__WHAT THE EXERCISE ASKS__
Among the records below, find the lines that contain "Serialize" and copy each of them.

__Dataset entries__
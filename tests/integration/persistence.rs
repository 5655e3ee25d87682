//! Integration tests for persistence and seeding: restarts against a
//! directory store, seed files and HTTP seeds, and degraded storage.

#![allow(clippy::unwrap_used, clippy::expect_used)]

use std::sync::Arc;

use axum::Router;
use axum::routing::get;
use taskboard::config::BoardConfig;
use taskboard::seed::{FileSeed, HttpSeed, NoSeed, StaticSeed};
use taskboard::store::{FileStore, InMemoryStore, KeyValueStore};
use taskboard::{Board, BoardManager, Column, FilterState, InitSource, NewTask};
use taskboard_proto::codec;
use url::Url;

// ---------------------------------------------------------------------------
// Helper functions
// ---------------------------------------------------------------------------

fn seed_board() -> Board {
    Board::new(
        vec![
            Column::new("todo", "To Do"),
            Column::new("doing", "Doing").with_wip_limit(2),
            Column::new("done", "Done"),
        ],
        vec![
            NewTask::new("Draft release notes", "todo").into_task("s1".into()),
            NewTask::new("Tag the release", "todo").into_task("s2".into()),
        ],
    )
}

async fn serve_seed(board: Board) -> Url {
    let body = codec::encode_board(&board).unwrap();
    let app = Router::new().route("/seed.json", get(move || async move { body }));
    let listener = tokio::net::TcpListener::bind("127.0.0.1:0").await.unwrap();
    let addr = listener.local_addr().unwrap();
    tokio::spawn(async move {
        axum::serve(listener, app).await.unwrap();
    });
    Url::parse(&format!("http://{addr}/seed.json")).unwrap()
}

// ---------------------------------------------------------------------------
// Restarts
// ---------------------------------------------------------------------------

#[tokio::test]
async fn board_survives_restart() {
    let dir = tempfile::tempdir().unwrap();

    let created = {
        let mut manager = BoardManager::new(FileStore::new(dir.path()));
        assert_eq!(
            manager.initialize(&StaticSeed::new(seed_board())).await,
            InitSource::Seeded
        );
        let id = manager.create_task(NewTask::new("Publish", "doing")).unwrap();
        manager.move_task(&"s2".into(), &"done".into(), None);
        id
    };

    let mut restarted = BoardManager::new(FileStore::new(dir.path()));
    assert_eq!(restarted.initialize(&NoSeed).await, InitSource::Restored);
    let board = restarted.state().board();
    assert_eq!(board.tasks.len(), 3);
    assert_eq!(board.task(&created).unwrap().column_id.as_str(), "doing");
    assert_eq!(board.task(&"s2".into()).unwrap().column_id.as_str(), "done");
}

#[tokio::test]
async fn filters_are_not_persisted() {
    let store = Arc::new(InMemoryStore::new());
    let mut manager = BoardManager::new(Arc::clone(&store));
    manager.initialize(&StaticSeed::new(seed_board())).await;
    manager.update_filters(FilterState::new().with_assignee("alice"));
    manager.create_task(NewTask::new("Anything", "todo"));

    let mut restarted = BoardManager::new(Arc::clone(&store));
    restarted.initialize(&NoSeed).await;
    assert!(restarted.state().filters().is_empty());
    assert_eq!(restarted.state().tasks().len(), 3);
}

#[tokio::test]
async fn cleared_storage_falls_back_to_seed() {
    let store = Arc::new(InMemoryStore::new());
    let mut manager = BoardManager::new(Arc::clone(&store));
    manager.initialize(&StaticSeed::new(seed_board())).await;
    manager.create_task(NewTask::new("Temporary", "todo"));
    assert!(manager.clear_persisted());

    let mut restarted = BoardManager::new(Arc::clone(&store));
    assert_eq!(
        restarted.initialize(&StaticSeed::new(seed_board())).await,
        InitSource::Seeded
    );
    assert_eq!(restarted.state().tasks().len(), 2);
}

#[tokio::test]
async fn corrupt_snapshot_is_treated_as_missing() {
    let store = Arc::new(InMemoryStore::new());
    store.set("board", "{\"columns\": 12}").unwrap();

    let mut manager = BoardManager::new(Arc::clone(&store));
    assert_eq!(
        manager.initialize(&StaticSeed::new(seed_board())).await,
        InitSource::Seeded
    );
    let saved = codec::decode_board(&store.get("board").unwrap().unwrap()).unwrap();
    assert_eq!(saved, seed_board());
}

// ---------------------------------------------------------------------------
// Seeds
// ---------------------------------------------------------------------------

#[tokio::test]
async fn seeds_from_http() {
    let url = serve_seed(seed_board()).await;
    let mut manager = BoardManager::new(InMemoryStore::new());
    assert_eq!(
        manager.initialize(&HttpSeed::new(url)).await,
        InitSource::Seeded
    );
    assert_eq!(manager.state().board().as_ref(), &seed_board());
}

#[tokio::test]
async fn http_404_leaves_board_empty() {
    let url = serve_seed(seed_board()).await;
    let mut manager = BoardManager::new(InMemoryStore::new());
    let missing = HttpSeed::new(url.join("elsewhere.json").unwrap());
    assert_eq!(manager.initialize(&missing).await, InitSource::Empty);
    assert!(manager.state().board().is_empty());
}

#[tokio::test]
async fn seeds_from_file() {
    let dir = tempfile::tempdir().unwrap();
    let path = dir.path().join("seed.json");
    std::fs::write(&path, codec::encode_board(&seed_board()).unwrap()).unwrap();

    let mut manager = BoardManager::new(InMemoryStore::new());
    assert_eq!(
        manager.initialize(&FileSeed::new(&path)).await,
        InitSource::Seeded
    );
    assert_eq!(manager.state().columns().len(), 3);
}

#[tokio::test]
async fn configured_board_end_to_end() {
    let dir = tempfile::tempdir().unwrap();
    let seed_path = dir.path().join("seed.json");
    std::fs::write(&seed_path, codec::encode_board(&seed_board()).unwrap()).unwrap();
    let config_path = dir.path().join("config.toml");
    std::fs::write(
        &config_path,
        format!(
            "[storage]\ndir = {:?}\nkey = \"release\"\n\n[seed]\npath = {:?}\n",
            dir.path().join("data"),
            seed_path
        ),
    )
    .unwrap();

    let config = BoardConfig::load(Some(config_path.as_path())).unwrap();
    let mut manager = BoardManager::with_key(config.file_store(), config.storage_key.clone());
    assert_eq!(manager.initialize(&config.seed()).await, InitSource::Seeded);
    assert!(dir.path().join("data").join("release.json").exists());
}

// ---------------------------------------------------------------------------
// Degraded storage
// ---------------------------------------------------------------------------

#[tokio::test]
async fn unavailable_storage_still_runs_in_memory() {
    let store = Arc::new(InMemoryStore::unavailable());
    let mut manager = BoardManager::new(Arc::clone(&store));
    assert_eq!(
        manager.initialize(&StaticSeed::new(seed_board())).await,
        InitSource::Seeded
    );

    let id = manager.create_task(NewTask::new("In memory only", "todo")).unwrap();
    assert!(manager.state().board().task(&id).is_some());
    assert!(store.is_empty());

    store.set_available(true);
    manager.delete_task(&"s1".into());
    let saved = codec::decode_board(&store.get("board").unwrap().unwrap()).unwrap();
    assert_eq!(saved.tasks.len(), 2);
}

#[tokio::test]
async fn blocked_directory_degrades() {
    let dir = tempfile::tempdir().unwrap();
    let blocker = dir.path().join("not-a-dir");
    std::fs::write(&blocker, "file").unwrap();

    let mut manager = BoardManager::new(FileStore::new(&blocker));
    assert_eq!(
        manager.initialize(&StaticSeed::new(seed_board())).await,
        InitSource::Seeded
    );
    assert!(manager.create_task(NewTask::new("Still works", "todo")).is_some());
    assert!(!manager.clear_persisted());
}
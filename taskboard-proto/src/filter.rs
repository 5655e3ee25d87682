//! Filter criteria applied to the board's task sequence.

use serde::{Deserialize, Serialize};

use crate::board::Task;

/// Current filter selection.
///
/// Each dimension is a single value. `None` and `Some("")` both mean "no
/// constraint"; the non-empty dimensions combine with AND. Filters are
/// session state and are never persisted with the board.
#[derive(Debug, Clone, PartialEq, Eq, Default, Serialize, Deserialize)]
#[serde(default)]
pub struct FilterState {
    /// Exact assignee to keep.
    pub assignee: Option<String>,
    /// Exact priority string to keep.
    pub priority: Option<String>,
    /// Tag that kept tasks must carry.
    pub tag: Option<String>,
}

fn active(value: Option<&String>) -> Option<&str> {
    value.map(String::as_str).filter(|v| !v.is_empty())
}

impl FilterState {
    /// Creates an empty filter.
    #[must_use]
    pub fn new() -> Self {
        Self::default()
    }

    /// Restricts to tasks assigned to `assignee`.
    #[must_use]
    pub fn with_assignee(mut self, assignee: impl Into<String>) -> Self {
        self.assignee = Some(assignee.into());
        self
    }

    /// Restricts to tasks with exactly this priority string.
    #[must_use]
    pub fn with_priority(mut self, priority: impl Into<String>) -> Self {
        self.priority = Some(priority.into());
        self
    }

    /// Restricts to tasks tagged with `tag`.
    #[must_use]
    pub fn with_tag(mut self, tag: impl Into<String>) -> Self {
        self.tag = Some(tag.into());
        self
    }

    /// Returns `true` if no dimension constrains anything.
    #[must_use]
    pub fn is_empty(&self) -> bool {
        active(self.assignee.as_ref()).is_none()
            && active(self.priority.as_ref()).is_none()
            && active(self.tag.as_ref()).is_none()
    }

    /// Returns `true` if `task` satisfies every active dimension.
    #[must_use]
    pub fn matches(&self, task: &Task) -> bool {
        if let Some(assignee) = active(self.assignee.as_ref())
            && task.assignee != assignee
        {
            return false;
        }
        if let Some(priority) = active(self.priority.as_ref())
            && task.priority.as_str() != priority
        {
            return false;
        }
        if let Some(tag) = active(self.tag.as_ref())
            && !task.has_tag(tag)
        {
            return false;
        }
        true
    }
}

__EXERCISE RESPONSE__
use serde::{Deserialize, Serialize};
#[derive(Debug, Clone, PartialEq, Eq, Default, Serialize, Deserialize)]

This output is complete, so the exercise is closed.